There were quite a few I didn’t expect—those who say they are 27 (and look 40) and a handful guy friends of mine who would kill me if I ever told anyone that they had an online dating account.

And there were those who got my attention.

I’ll let you in on three. Names have been changed to protect the innocent, or not so innocent as the case may be.

Tom, Dick, and Harry were so similar that it was hard to keep the facts straight. They were all 25, only children, and loved their moms. Awww! They all went to a Cal-State and studied the same things. Their hobbies were also similar. I was beginning to wonder if the same guy had set up three different profiles.

Now let me introduce them.

Meet Tom

Blonde, blue eyes, 5’10”, Grad Student

Tom was a Caucasian dude who liked Filipina girls. He didn’t flat out say this – but he mentioned that both of his previous girlfriends were Filipinas. He also beamed when I told him I too am a part of the gorgeous clan.

He made many references to our “future together” and the thought of dating a future tv reporter (at least he was encouraging) made him giddy. After the salad, I was planning my exit strategy.

The lowdown.

I sat through a phone call from his mother reminding him to take his medication.

We walked around a bit and then he asked me for a second date. My head said no, but feeling bad for rejecting him up front, I said sure – knowing that I would have to break the news later. I quickly hugged him when we reached my car and hit the pedal to the medal.

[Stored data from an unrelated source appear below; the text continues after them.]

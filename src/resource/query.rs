//! Primary-key predicates from identifier strings or submitted values.

use super::meta_values::MetaValues;
use super::Resource;
use crate::codec;
use crate::sql::Filter;
use serde_json::Value;

/// Predicate for a path identifier. With composite keys, `id` must carry exactly one
/// comma-separated value per primary field, in declared order.
pub fn primary_query(resource: &Resource, id: &str) -> Option<Filter> {
    if id.is_empty() {
        return None;
    }
    let fields = resource.primary_fields();
    if fields.len() == 1 {
        let field = resource.primary_field();
        let value = field.bind_value(&Value::String(id.to_string())).ok()?;
        return Some(Filter::new().eq(field.db_name.clone(), value));
    }
    let parts: Vec<&str> = id.split(',').collect();
    if parts.len() != fields.len() {
        return None;
    }
    let mut filter = Filter::new();
    for (field, part) in fields.iter().zip(parts) {
        let value = field.bind_value(&Value::String(part.to_string())).ok()?;
        filter = filter.eq(field.db_name.clone(), value);
    }
    Some(filter)
}

/// Predicate from the primary fields present among `meta_values`.
pub fn primary_query_from_metas(resource: &Resource, meta_values: &MetaValues) -> Option<Filter> {
    let mut filter = Filter::new();
    for field in resource.primary_fields() {
        let Some(mv) = meta_values.get(&field.name) else {
            continue;
        };
        let raw = codec::to_string(&mv.value);
        if raw.is_empty() {
            continue;
        }
        let value = field.bind_value(&Value::String(raw)).ok()?;
        filter = filter.eq(field.db_name.clone(), value);
    }
    (!filter.is_empty()).then_some(filter)
}
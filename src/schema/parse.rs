//! Builds a `Schema` from a `ModelDef`: tags, kinds, primary keys and relationship guessing.

use super::{Field, FieldKind, JoinTable, Registry, Relationship, RelationshipKind, Schema};
use crate::case::{plural_snake, to_db_name};
use crate::config::{FieldDef, ModelDef};
use crate::error::SchemaError;
use std::collections::HashMap;

/// Tag settings keyed by upper-case name with underscores removed (`primary_key` -> `PRIMARYKEY`).
pub(crate) fn parse_tags(tag: &str) -> HashMap<String, String> {
    let mut settings = HashMap::new();
    for part in tag.split(';') {
        let part = part.trim();
        if part.is_empty() {
            continue;
        }
        let (key, value) = match part.split_once(':') {
            Some((k, v)) => (k.trim(), v.trim()),
            None => (part, ""),
        };
        let key = key.to_ascii_uppercase().replace('_', "");
        let key = match key.as_str() {
            "ASSOCIATIONFOREIGNKEY" => "REFERENCES".to_string(),
            "ASSOCIATIONJOINTABLEFOREIGNKEY" => "JOINREFERENCES".to_string(),
            "JOINTABLEFOREIGNKEY" => "JOINFOREIGNKEY".to_string(),
            _ => key,
        };
        settings.insert(key, value.to_string());
    }
    settings
}

pub(crate) fn parse_kind(ty: &str, registry: &Registry) -> Option<FieldKind> {
    let ty = ty.trim();
    if let Some(inner) = ty.strip_prefix('*') {
        return parse_kind(inner, registry).map(|k| FieldKind::Pointer(Box::new(k)));
    }
    if let Some(inner) = ty.strip_prefix("[]") {
        return parse_kind(inner, registry).map(|k| FieldKind::Slice(Box::new(k)));
    }
    Some(match ty {
        "string" => FieldKind::String,
        "int" | "int8" | "int16" | "int32" | "int64" => FieldKind::Int,
        "uint" | "uint8" | "uint16" | "uint32" | "uint64" => FieldKind::Uint,
        "float32" | "float64" => FieldKind::Float,
        "bool" => FieldKind::Bool,
        "time.Time" | "time" => FieldKind::Time,
        "uuid" | "uuid.UUID" => FieldKind::Uuid,
        other if registry.scanner(other).is_some() => FieldKind::Scanner(other.to_string()),
        other if registry.definition(other).is_some() => FieldKind::Struct(other.to_string()),
        _ => return None,
    })
}

fn column_name(def: &FieldDef) -> String {
    let tags = parse_tags(&def.tag);
    match tags.get("COLUMN") {
        Some(c) if !c.is_empty() => c.clone(),
        _ => to_db_name(&def.name),
    }
}

/// Primary field names in key order: explicit model keys, then tagged fields, else `ID`.
pub(crate) fn primary_names(def: &ModelDef) -> Vec<String> {
    let mut names: Vec<String> = def
        .primary_key
        .as_ref()
        .map(|pk| pk.names().into_iter().map(str::to_string).collect())
        .unwrap_or_default();
    for f in &def.fields {
        if parse_tags(&f.tag).contains_key("PRIMARYKEY") && !names.contains(&f.name) {
            names.push(f.name.clone());
        }
    }
    if names.is_empty() && def.fields.iter().any(|f| f.name == "ID") {
        names.push("ID".to_string());
    }
    names
}

/// The primary field whose column is `id`, else the first primary field.
pub(crate) fn prioritized_name(def: &ModelDef) -> Option<String> {
    let names = primary_names(def);
    names
        .iter()
        .find(|n| {
            def.fields
                .iter()
                .any(|f| &f.name == *n && column_name(f) == "id")
        })
        .or_else(|| names.first())
        .cloned()
}

fn has_field(def: &ModelDef, name: &str) -> bool {
    def.fields.iter().any(|f| f.name == name)
}

pub(crate) fn parse_schema(def: &ModelDef, registry: &Registry) -> Result<Schema, SchemaError> {
    let pk_names = primary_names(def);
    let prioritized = prioritized_name(def).ok_or_else(|| SchemaError::NoPrimaryKey {
        model: def.name.clone(),
    })?;
    let single_key = pk_names.len() == 1;

    let mut fields = Vec::with_capacity(def.fields.len());
    for fd in &def.fields {
        let tags = parse_tags(&fd.tag);
        let kind = parse_kind(&fd.ty, registry).ok_or_else(|| SchemaError::UnknownType {
            model: def.name.clone(),
            field: fd.name.clone(),
            ty: fd.ty.clone(),
        })?;
        let ignored = fd.tag.trim() == "-";
        let relationship = if ignored {
            None
        } else {
            guess_relationship(def, fd, &kind, &tags, registry)?
        };
        let primary_key = pk_names.contains(&fd.name);
        let integer = matches!(kind.indirect(), FieldKind::Int | FieldKind::Uint);
        let auto_increment = primary_key
            && single_key
            && integer
            && tags
                .get("AUTOINCREMENT")
                .map(|v| !v.eq_ignore_ascii_case("false"))
                .unwrap_or(true);
        let db_name = if ignored || relationship.is_some() {
            String::new()
        } else {
            column_name(fd)
        };
        fields.push(Field {
            name: fd.name.clone(),
            db_name,
            kind,
            primary_key,
            auto_increment,
            tags,
            valid: fd.valid.clone(),
            relationship,
        });
    }

    let by_name: HashMap<String, usize> = fields
        .iter()
        .enumerate()
        .map(|(i, f)| (f.name.clone(), i))
        .collect();
    let mut primary = Vec::with_capacity(pk_names.len());
    for name in &pk_names {
        match by_name.get(name) {
            Some(&i) if fields[i].is_column() => primary.push(i),
            _ => {
                return Err(SchemaError::NoPrimaryKey {
                    model: def.name.clone(),
                })
            }
        }
    }
    let prioritized = by_name[&prioritized];

    Ok(Schema {
        name: def.name.clone(),
        table: def.table.clone().unwrap_or_else(|| plural_snake(&def.name)),
        fields,
        by_name,
        primary,
        prioritized,
    })
}

fn invalid(def: &ModelDef, fd: &FieldDef, reason: impl Into<String>) -> SchemaError {
    SchemaError::InvalidRelationship {
        model: def.name.clone(),
        field: fd.name.clone(),
        reason: reason.into(),
    }
}

fn guess_relationship(
    def: &ModelDef,
    fd: &FieldDef,
    kind: &FieldKind,
    tags: &HashMap<String, String>,
    registry: &Registry,
) -> Result<Option<Relationship>, SchemaError> {
    let is_slice = matches!(kind.indirect(), FieldKind::Slice(_));
    let Some(target_name) = kind.model_name() else {
        return Ok(None);
    };
    let target = registry
        .definition(target_name)
        .ok_or_else(|| SchemaError::UnknownModel(target_name.to_string()))?;
    let owner_pk = prioritized_name(def).ok_or_else(|| SchemaError::NoPrimaryKey {
        model: def.name.clone(),
    })?;
    let target_pk = prioritized_name(&target).ok_or_else(|| SchemaError::NoPrimaryKey {
        model: target.name.clone(),
    })?;
    let explicit_fk = tags.get("FOREIGNKEY").filter(|v| !v.is_empty()).cloned();
    let explicit_ref = tags.get("REFERENCES").filter(|v| !v.is_empty()).cloned();

    if is_slice {
        if let Some(join) = tags.get("MANY2MANY").filter(|v| !v.is_empty()) {
            let owner_key = explicit_fk.unwrap_or_else(|| owner_pk.clone());
            let target_key = explicit_ref.unwrap_or_else(|| target_pk.clone());
            let join_fk = tags
                .get("JOINFOREIGNKEY")
                .filter(|v| !v.is_empty())
                .map(|v| to_db_name(v))
                .unwrap_or_else(|| to_db_name(&format!("{}{}", def.name, owner_key)));
            let join_ref = tags
                .get("JOINREFERENCES")
                .filter(|v| !v.is_empty())
                .map(|v| to_db_name(v))
                .unwrap_or_else(|| to_db_name(&format!("{}{}", target.name, target_key)));
            return Ok(Some(Relationship {
                kind: RelationshipKind::Many2Many,
                model: target.name.clone(),
                foreign_key: owner_key,
                association_key: target_key,
                join_table: Some(JoinTable {
                    table: join.clone(),
                    foreign_key: join_fk,
                    association_foreign_key: join_ref,
                }),
            }));
        }
        let fk = explicit_fk.unwrap_or_else(|| format!("{}{}", def.name, owner_pk));
        if !has_field(&target, &fk) {
            return Err(invalid(def, fd, format!("{} has no foreign key {}", target.name, fk)));
        }
        return Ok(Some(Relationship {
            kind: RelationshipKind::HasMany,
            model: target.name.clone(),
            foreign_key: fk,
            association_key: explicit_ref.unwrap_or(owner_pk),
            join_table: None,
        }));
    }

    let has_one_fk = explicit_fk
        .clone()
        .unwrap_or_else(|| format!("{}{}", def.name, owner_pk));
    let belongs_fk = explicit_fk.unwrap_or_else(|| format!("{}{}", fd.name, target_pk));

    if has_field(def, &belongs_fk) && (tags.contains_key("FOREIGNKEY") || !has_field(&target, &has_one_fk)) {
        return Ok(Some(Relationship {
            kind: RelationshipKind::BelongsTo,
            model: target.name.clone(),
            foreign_key: belongs_fk,
            association_key: explicit_ref.unwrap_or(target_pk),
            join_table: None,
        }));
    }
    if has_field(&target, &has_one_fk) {
        return Ok(Some(Relationship {
            kind: RelationshipKind::HasOne,
            model: target.name.clone(),
            foreign_key: has_one_fk,
            association_key: explicit_ref.unwrap_or(owner_pk),
            join_table: None,
        }));
    }
    Err(invalid(
        def,
        fd,
        format!("no foreign key linking {} and {}", def.name, target.name),
    ))
}

#[cfg(test)]
mod tests {
    use super::*;
    use crate::config::FieldDef;

    fn registry() -> Registry {
        let registry = Registry::new();
        registry
            .register(ModelDef::new("CreditCard").with_id_and_timestamps().field(FieldDef::new("Number", "string")))
            .unwrap();
        registry
            .register(ModelDef::new("Company").with_id_and_timestamps().field(FieldDef::new("Name", "string")))
            .unwrap();
        registry
            .register(
                ModelDef::new("Address")
                    .with_id_and_timestamps()
                    .field(FieldDef::new("UserID", "uint"))
                    .field(FieldDef::new("Address1", "string")),
            )
            .unwrap();
        registry
            .register(ModelDef::new("Language").with_id_and_timestamps().field(FieldDef::new("Name", "string")))
            .unwrap();
        registry
            .register(
                ModelDef::new("Profile")
                    .with_id_and_timestamps()
                    .field(FieldDef::new("UserID", "uint"))
                    .field(FieldDef::new("Name", "string")),
            )
            .unwrap();
        registry
            .register(
                ModelDef::new("User")
                    .with_id_and_timestamps()
                    .field(FieldDef::new("Name", "string"))
                    .field(FieldDef::new("Profile", "Profile"))
                    .field(FieldDef::new("CreditCardID", "uint"))
                    .field(FieldDef::new("CreditCard", "CreditCard"))
                    .field(FieldDef::new("Addresses", "[]Address"))
                    .field(FieldDef::new("CompanyID", "uint"))
                    .field(FieldDef::new("Company", "*Company"))
                    .field(FieldDef::new("Languages", "[]Language").tag("many2many:user_languages"))
                    .field(FieldDef::new("Secret", "string").tag("-")),
            )
            .unwrap();
        registry
    }

    #[test]
    fn tags_are_normalized() {
        let tags = parse_tags("column:full_name; PRIMARY_KEY ;foreignKey:OwnerID");
        assert_eq!(tags.get("COLUMN").map(String::as_str), Some("full_name"));
        assert!(tags.contains_key("PRIMARYKEY"));
        assert_eq!(tags.get("FOREIGNKEY").map(String::as_str), Some("OwnerID"));
    }

    #[test]
    fn guesses_relationships() {
        let registry = registry();
        let user = registry.parse("User").unwrap();
        assert_eq!(user.table, "users");
        assert_eq!(user.prioritized_primary_field().name, "ID");
        assert!(user.prioritized_primary_field().auto_increment);

        let profile = user.relationship("Profile").unwrap();
        assert_eq!(profile.kind, RelationshipKind::HasOne);
        assert_eq!(profile.foreign_key, "UserID");

        let card = user.relationship("CreditCard").unwrap();
        assert_eq!(card.kind, RelationshipKind::BelongsTo);
        assert_eq!(card.foreign_key, "CreditCardID");

        assert_eq!(user.relationship("Company").unwrap().kind, RelationshipKind::BelongsTo);
        assert_eq!(user.relationship("Addresses").unwrap().kind, RelationshipKind::HasMany);

        let languages = user.relationship("Languages").unwrap();
        assert_eq!(languages.kind, RelationshipKind::Many2Many);
        let join = languages.join_table.as_ref().unwrap();
        assert_eq!(join.table, "user_languages");
        assert_eq!(join.foreign_key, "user_id");
        assert_eq!(join.association_foreign_key, "language_id");

        assert_eq!(user.field("CreditCardID").unwrap().db_name, "credit_card_id");
        assert!(!user.field("Secret").unwrap().is_column());
        assert!(user.columns().all(|f| f.relationship.is_none()));
    }

    #[test]
    fn composite_keys_keep_declared_order() {
        let registry = Registry::new();
        registry
            .register(
                ModelDef::new("Membership")
                    .primary_key(&["GroupCode", "MemberCode"])
                    .field(FieldDef::new("MemberCode", "string"))
                    .field(FieldDef::new("GroupCode", "string")),
            )
            .unwrap();
        let schema = registry.parse("Membership").unwrap();
        let names: Vec<&str> = schema.primary_fields().iter().map(|f| f.name.as_str()).collect();
        assert_eq!(names, vec!["GroupCode", "MemberCode"]);
        assert_eq!(schema.prioritized_primary_field().name, "GroupCode");
        assert!(!schema.prioritized_primary_field().auto_increment);
    }

    #[test]
    fn missing_primary_key_and_unknown_types_fail() {
        let registry = Registry::new();
        registry
            .register(ModelDef::new("Note").field(FieldDef::new("Body", "string")))
            .unwrap();
        assert!(matches!(registry.parse("Note"), Err(SchemaError::NoPrimaryKey { .. })));

        registry
            .register(ModelDef::new("Thing").field(FieldDef::new("ID", "uint")).field(FieldDef::new("Shape", "Polygon")))
            .unwrap();
        assert!(matches!(registry.parse("Thing"), Err(SchemaError::UnknownType { .. })));
        assert!(matches!(registry.parse("Nope"), Err(SchemaError::UnknownModel(_))));
    }
}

He texted me an hour later saying he had a great time and wanted to know if I was free the following weekend. I told him that I’d be busy for the next couple weeks. Or years.

Meet Dick

Black hair, brown eyes, 5’11”, Media Producer

Dick was an intellectual. As a fellow writer, I admired his wit and vocabulary. He hosted and produced a couple Webisodes. We seemed to have so much in common.

I thought this was it – an online-dating success.

Then we met.

The lowdown.

He was cold.

Prior to our date, he had Googled me and found out we had mutual friends – whom he called for references. (Uhm, crazy, right?) I had high hopes for this guy, but he turned out to be a literal Dick. After about an hour of finding things to talk about, he finally had to go. He didn’t walk me to my car, he didn’t say he had fun, and there was no mention of future anything. It was unfortunate that though we seemed to get along so well online, the interactions in person was so completely and utterly horrific!

So much for my expected online-dating success, but onward I went.

Meet Harry.

Black hair, green eyes, 5’10”, Realtor

Harry didn’t impress me at all. His profile was brief, and filled with grammatical and spelling errors. Surely someone who did not care about his profile was not worth my time when there were so many other intelligent men vying for my attention.

The lowdown.

However, Harry’s honesty in his responses to my questions tugged at my heartstrings. He wasn’t pretentious like the others. He knew what he could and could not offer a girl. He has been through a lot, but he also has a lot going for him. He had big dreams. Our first meeting lasted four hours. We talked on the phone for hours, texted back and forth, and went out regularly. When it was finally time to determine the relationship, I was shocked to hear that Harry did not feel a connection. I was devastated.

This was the closest I got to an online-dating success story, but at the end it didn’t work out as expected.

What did I learn? Well, It has been almost two years since my online dating experience. I haven’t logged onto my account since, and I don’t think I ever will. I am still very apprehensive about finding love online – but I did learn something from each guy and a little something about myself. Tom made me realize that someone could like me, and I could not like them. Dick showed me people do background checks – so be very careful and nice to your friends. And Harry taught me I could connect to a guy who is an awful, and I mean awful, writer.

Maybe I’m just a girl looking to meet a guy the old-fashioned way. At church, at a friend’s party, or at the peanut butter section of a grocery store… Anywhere but online.

Mary Joy enjoys writing about her activities and experiences. She probably won't be logging on the internet to find her "soulmate", but is happy for her friends who are finding love online.